THE DATA:

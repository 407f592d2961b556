//! Per-store mailbox serializing messages from three producers.
//!
//! Storage proxies, the container store and the backing store all deliver
//! messages through one [`MessageQueue`]. Each [`MessageQueue::submit`]
//! appends to a shared buffer and spawns a drain task. A drain takes the
//! whole buffer and runs every captured message through the
//! [`MessageHandler`] in append order, completing each caller's future with
//! the handler's result.
//!
//! Drains run one at a time, so messages are handled in global append order,
//! not only within a batch. A handler must therefore never wait on another
//! message of the same queue.

use std::collections::{HashSet, VecDeque};
use std::mem;
use std::sync::{Arc, Mutex, PoisonError, Weak};

use async_trait::async_trait;
use strata_types::ReferenceId;
use tokio::sync::{oneshot, Notify};
use tracing::{debug, warn};
use uuid::Uuid;

use crate::backing::BackingMessage;
use crate::error::{RefModeError, RefModeResult};
use crate::message::{ContainerMessage, RefModeMessage};

/// Origin-specific handlers run by a [`MessageQueue`].
#[async_trait]
pub trait MessageHandler: Send + Sync + 'static {
    async fn handle_proxy_message(&self, message: RefModeMessage) -> RefModeResult<bool>;

    async fn handle_container_message(&self, message: ContainerMessage) -> RefModeResult<bool>;

    async fn handle_backing_message(
        &self,
        message: BackingMessage,
        mux_id: ReferenceId,
    ) -> RefModeResult<bool>;
}

/// Where a message came from, and what it carries.
#[derive(Clone, Debug)]
pub enum Payload {
    FromStorageProxy(RefModeMessage),
    FromContainer(ContainerMessage),
    FromBackingStore {
        message: BackingMessage,
        mux_id: ReferenceId,
    },
}

impl Payload {
    pub fn origin(&self) -> &'static str {
        match self {
            Self::FromStorageProxy(_) => "proxy",
            Self::FromContainer(_) => "container",
            Self::FromBackingStore { .. } => "backing",
        }
    }
}

#[derive(Clone, Debug)]
pub struct Message {
    pub id: Uuid,
    pub payload: Payload,
}

impl Message {
    pub fn new(payload: Payload) -> Self {
        Self {
            id: Uuid::new_v4(),
            payload,
        }
    }
}

struct Enqueued {
    message: Message,
    done: oneshot::Sender<RefModeResult<bool>>,
}

#[derive(Default)]
struct State {
    buffer: Vec<Enqueued>,
    in_flight: HashSet<Uuid>,
}

struct Shared<H> {
    handler: H,
    state: Mutex<State>,
    drain_gate: tokio::sync::Mutex<()>,
    idle: Notify,
}

/// Ordered mailbox in front of a [`MessageHandler`].
pub struct MessageQueue<H> {
    shared: Arc<Shared<H>>,
}

impl<H> Clone for MessageQueue<H> {
    fn clone(&self) -> Self {
        Self {
            shared: Arc::clone(&self.shared),
        }
    }
}

/// Non-owning handle to a [`MessageQueue`], for handlers and background
/// tasks that must not keep the queue alive.
pub struct WeakMessageQueue<H> {
    shared: Weak<Shared<H>>,
}

impl<H> Clone for WeakMessageQueue<H> {
    fn clone(&self) -> Self {
        Self {
            shared: Weak::clone(&self.shared),
        }
    }
}

impl<H> WeakMessageQueue<H> {
    pub fn upgrade(&self) -> Option<MessageQueue<H>> {
        self.shared.upgrade().map(|shared| MessageQueue { shared })
    }
}

impl<H: MessageHandler> MessageQueue<H> {
    pub fn new(handler: H) -> Self {
        Self::new_cyclic(|_| handler)
    }

    /// Build a queue whose handler holds a weak handle back to it.
    pub fn new_cyclic(build: impl FnOnce(WeakMessageQueue<H>) -> H) -> Self {
        let shared = Arc::new_cyclic(|weak| Shared {
            handler: build(WeakMessageQueue {
                shared: Weak::clone(weak),
            }),
            state: Mutex::new(State::default()),
            drain_gate: tokio::sync::Mutex::new(()),
            idle: Notify::new(),
        });
        Self { shared }
    }

    pub fn handler(&self) -> &H {
        &self.shared.handler
    }

    pub fn downgrade(&self) -> WeakMessageQueue<H> {
        WeakMessageQueue {
            shared: Arc::downgrade(&self.shared),
        }
    }

    /// Append `message` and schedule a drain, without waiting for it.
    ///
    /// The returned receiver resolves with the handler's result. Submitting
    /// a message whose id is still queued fails with
    /// [`RefModeError::AlreadyEnqueued`].
    pub fn submit(
        &self,
        message: Message,
    ) -> RefModeResult<oneshot::Receiver<RefModeResult<bool>>> {
        let (done, receiver) = oneshot::channel();
        {
            let mut state = self.shared.state.lock().expect("lock poisoned");
            if !state.in_flight.insert(message.id) {
                return Err(RefModeError::AlreadyEnqueued(message.id));
            }
            state.buffer.push(Enqueued { message, done });
        }
        let shared = Arc::clone(&self.shared);
        tokio::spawn(async move { shared.drain().await });
        Ok(receiver)
    }

    /// Append `message` and wait for its handler to finish.
    pub async fn enqueue(&self, message: Message) -> RefModeResult<bool> {
        let id = message.id;
        let receiver = self.submit(message)?;
        receiver.await.map_err(|_| RefModeError::QueueClosed(id))?
    }

    /// Messages submitted but not yet handled.
    pub fn pending(&self) -> usize {
        self.shared.state.lock().expect("lock poisoned").in_flight.len()
    }

    /// Wait until every submitted message has been handled.
    pub async fn idle(&self) {
        loop {
            let notified = self.shared.idle.notified();
            if self.pending() == 0 {
                return;
            }
            notified.await;
        }
    }
}

/// Ids of a drained batch that are still in flight.
///
/// Dropping the guard retires every id it still holds, so a panicking
/// handler cannot leave [`MessageQueue::idle`] waiting forever.
struct InFlight<'a> {
    state: &'a Mutex<State>,
    idle: &'a Notify,
    ids: VecDeque<Uuid>,
}

impl InFlight<'_> {
    /// Retire the oldest id of the batch.
    fn finish_next(&mut self) {
        if let Some(id) = self.ids.pop_front() {
            self.retire([id]);
        }
    }

    fn retire(&self, ids: impl IntoIterator<Item = Uuid>) {
        let idle = {
            let mut state = self.state.lock().unwrap_or_else(PoisonError::into_inner);
            for id in ids {
                state.in_flight.remove(&id);
            }
            state.in_flight.is_empty()
        };
        if idle {
            self.idle.notify_waiters();
        }
    }
}

impl Drop for InFlight<'_> {
    fn drop(&mut self) {
        if self.ids.is_empty() {
            return;
        }
        warn!(abandoned = self.ids.len(), "drain stopped before finishing its batch");
        let ids = mem::take(&mut self.ids);
        self.retire(ids);
    }
}

impl<H: MessageHandler> Shared<H> {
    async fn drain(&self) {
        let _gate = self.drain_gate.lock().await;
        let batch = mem::take(&mut self.state.lock().expect("lock poisoned").buffer);
        if batch.is_empty() {
            return;
        }
        debug!(messages = batch.len(), "draining message queue");

        let mut in_flight = InFlight {
            state: &self.state,
            idle: &self.idle,
            ids: batch.iter().map(|enqueued| enqueued.message.id).collect(),
        };
        for Enqueued { message, done } in batch {
            let Message { id, payload } = message;
            let origin = payload.origin();
            let result = match payload {
                Payload::FromStorageProxy(message) => {
                    self.handler.handle_proxy_message(message).await
                }
                Payload::FromContainer(message) => {
                    self.handler.handle_container_message(message).await
                }
                Payload::FromBackingStore { message, mux_id } => {
                    self.handler.handle_backing_message(message, mux_id).await
                }
            };
            if let Err(err) = &result {
                warn!(%id, origin, error = %err, "message handler failed");
            }
            if done.send(result).is_err() {
                debug!(%id, origin, "message result dropped by caller");
            }
            in_flight.finish_next();
        }
    }
}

ASSIGNMENT:
Line by line, retype all of the records exactly.

RESULT OF THIS EXERCISE:
repository 407f592d2961b556
//! Per-store mailbox serializing messages from three producers.
//!
//! Storage proxies, the container store and the backing store all deliver
//! messages through one [`MessageQueue`]. Each [`MessageQueue::submit`]
//! appends to a shared buffer and spawns a drain task. A drain takes the
//! whole buffer and runs every captured message through the
//! [`MessageHandler`] in append order, completing each caller's future with
//! the handler's result.
//!
//! Drains run one at a time, so messages are handled in global append order,
//! not only within a batch. A handler must therefore never wait on another
//! message of the same queue.

use std::collections::{HashSet, VecDeque};
use std::mem;
use std::sync::{Arc, Mutex, PoisonError, Weak};

use async_trait::async_trait;
use strata_types::ReferenceId;
use tokio::sync::{oneshot, Notify};
use tracing::{debug, warn};
use uuid::Uuid;

use crate::backing::BackingMessage;
use crate::error::{RefModeError, RefModeResult};
use crate::message::{ContainerMessage, RefModeMessage};

/// Origin-specific handlers run by a [`MessageQueue`].
#[async_trait]
pub trait MessageHandler: Send + Sync + 'static {
    async fn handle_proxy_message(&self, message: RefModeMessage) -> RefModeResult<bool>;

    async fn handle_container_message(&self, message: ContainerMessage) -> RefModeResult<bool>;

    async fn handle_backing_message(
        &self,
        message: BackingMessage,
        mux_id: ReferenceId,
    ) -> RefModeResult<bool>;
}

/// Where a message came from, and what it carries.
#[derive(Clone, Debug)]
pub enum Payload {
    FromStorageProxy(RefModeMessage),
    FromContainer(ContainerMessage),
    FromBackingStore {
        message: BackingMessage,
        mux_id: ReferenceId,
    },
}

impl Payload {
    pub fn origin(&self) -> &'static str {
        match self {
            Self::FromStorageProxy(_) => "proxy",
            Self::FromContainer(_) => "container",
            Self::FromBackingStore { .. } => "backing",
        }
    }
}

#[derive(Clone, Debug)]
pub struct Message {
    pub id: Uuid,
    pub payload: Payload,
}

impl Message {
    pub fn new(payload: Payload) -> Self {
        Self {
            id: Uuid::new_v4(),
            payload,
        }
    }
}

struct Enqueued {
    message: Message,
    done: oneshot::Sender<RefModeResult<bool>>,
}

#[derive(Default)]
struct State {
    buffer: Vec<Enqueued>,
    in_flight: HashSet<Uuid>,
}

struct Shared<H> {
    handler: H,
    state: Mutex<State>,
    drain_gate: tokio::sync::Mutex<()>,
    idle: Notify,
}

/// Ordered mailbox in front of a [`MessageHandler`].
pub struct MessageQueue<H> {
    shared: Arc<Shared<H>>,
}

impl<H> Clone for MessageQueue<H> {
    fn clone(&self) -> Self {
        Self {
            shared: Arc::clone(&self.shared),
        }
    }
}

/// Non-owning handle to a [`MessageQueue`], for handlers and background
/// tasks that must not keep the queue alive.
pub struct WeakMessageQueue<H> {
    shared: Weak<Shared<H>>,
}

impl<H> Clone for WeakMessageQueue<H> {
    fn clone(&self) -> Self {
        Self {
            shared: Weak::clone(&self.shared),
        }
    }
}

impl<H> WeakMessageQueue<H> {
    pub fn upgrade(&self) -> Option<MessageQueue<H>> {
        self.shared.upgrade().map(|shared| MessageQueue { shared })
    }
}

impl<H: MessageHandler> MessageQueue<H> {
    pub fn new(handler: H) -> Self {
        Self::new_cyclic(|_| handler)
    }

    /// Build a queue whose handler holds a weak handle back to it.
    pub fn new_cyclic(build: impl FnOnce(WeakMessageQueue<H>) -> H) -> Self {
        let shared = Arc::new_cyclic(|weak| Shared {
            handler: build(WeakMessageQueue {
                shared: Weak::clone(weak),
            }),
            state: Mutex::new(State::default()),
            drain_gate: tokio::sync::Mutex::new(()),
            idle: Notify::new(),
        });
        Self { shared }
    }

    pub fn handler(&self) -> &H {
        &self.shared.handler
    }

    pub fn downgrade(&self) -> WeakMessageQueue<H> {
        WeakMessageQueue {
            shared: Arc::downgrade(&self.shared),
        }
    }

    /// Append `message` and schedule a drain, without waiting for it.
    ///
    /// The returned receiver resolves with the handler's result. Submitting
    /// a message whose id is still queued fails with
    /// [`RefModeError::AlreadyEnqueued`].
    pub fn submit(
        &self,
        message: Message,
    ) -> RefModeResult<oneshot::Receiver<RefModeResult<bool>>> {
        let (done, receiver) = oneshot::channel();
        {
            let mut state = self.shared.state.lock().expect("lock poisoned");
            if !state.in_flight.insert(message.id) {
                return Err(RefModeError::AlreadyEnqueued(message.id));
            }
            state.buffer.push(Enqueued { message, done });
        }
        let shared = Arc::clone(&self.shared);
        tokio::spawn(async move { shared.drain().await });
        Ok(receiver)
    }

    /// Append `message` and wait for its handler to finish.
    pub async fn enqueue(&self, message: Message) -> RefModeResult<bool> {
        let id = message.id;
        let receiver = self.submit(message)?;
        receiver.await.map_err(|_| RefModeError::QueueClosed(id))?
    }

    /// Messages submitted but not yet handled.
    pub fn pending(&self) -> usize {
        self.shared.state.lock().expect("lock poisoned").in_flight.len()
    }

    /// Wait until every submitted message has been handled.
    pub async fn idle(&self) {
        loop {
            let notified = self.shared.idle.notified();
            if self.pending() == 0 {
                return;
            }
            notified.await;
        }
    }
}

/// Ids of a drained batch that are still in flight.
///
/// Dropping the guard retires every id it still holds, so a panicking
/// handler cannot leave [`MessageQueue::idle`] waiting forever.
struct InFlight<'a> {
    state: &'a Mutex<State>,
    idle: &'a Notify,
    ids: VecDeque<Uuid>,
}

impl InFlight<'_> {
    /// Retire the oldest id of the batch.
    fn finish_next(&mut self) {
        if let Some(id) = self.ids.pop_front() {
            self.retire([id]);
        }
    }

    fn retire(&self, ids: impl IntoIterator<Item = Uuid>) {
        let idle = {
            let mut state = self.state.lock().unwrap_or_else(PoisonError::into_inner);
            for id in ids {
                state.in_flight.remove(&id);
            }
            state.in_flight.is_empty()
        };
        if idle {
            self.idle.notify_waiters();
        }
    }
}

impl Drop for InFlight<'_> {
    fn drop(&mut self) {
        if self.ids.is_empty() {
            return;
        }
        warn!(abandoned = self.ids.len(), "drain stopped before finishing its batch");
        let ids = mem::take(&mut self.ids);
        self.retire(ids);
    }
}

impl<H: MessageHandler> Shared<H> {
    async fn drain(&self) {
        let _gate = self.drain_gate.lock().await;
        let batch = mem::take(&mut self.state.lock().expect("lock poisoned").buffer);
        if batch.is_empty() {
            return;
        }
        debug!(messages = batch.len(), "draining message queue");

        let mut in_flight = InFlight {
            state: &self.state,
            idle: &self.idle,
            ids: batch.iter().map(|enqueued| enqueued.message.id).collect(),
        };
        for Enqueued { message, done } in batch {
            let Message { id, payload } = message;
            let origin = payload.origin();
            let result = match payload {
                Payload::FromStorageProxy(message) => {
                    self.handler.handle_proxy_message(message).await
                }
                Payload::FromContainer(message) => {
                    self.handler.handle_container_message(message).await
                }
                Payload::FromBackingStore { message, mux_id } => {
                    self.handler.handle_backing_message(message, mux_id).await
                }
            };
            if let Err(err) = &result {
                warn!(%id, origin, error = %err, "message handler failed");
            }
            if done.send(result).is_err() {
                debug!(%id, origin, "message result dropped by caller");
            }
            in_flight.finish_next();
        }
    }
}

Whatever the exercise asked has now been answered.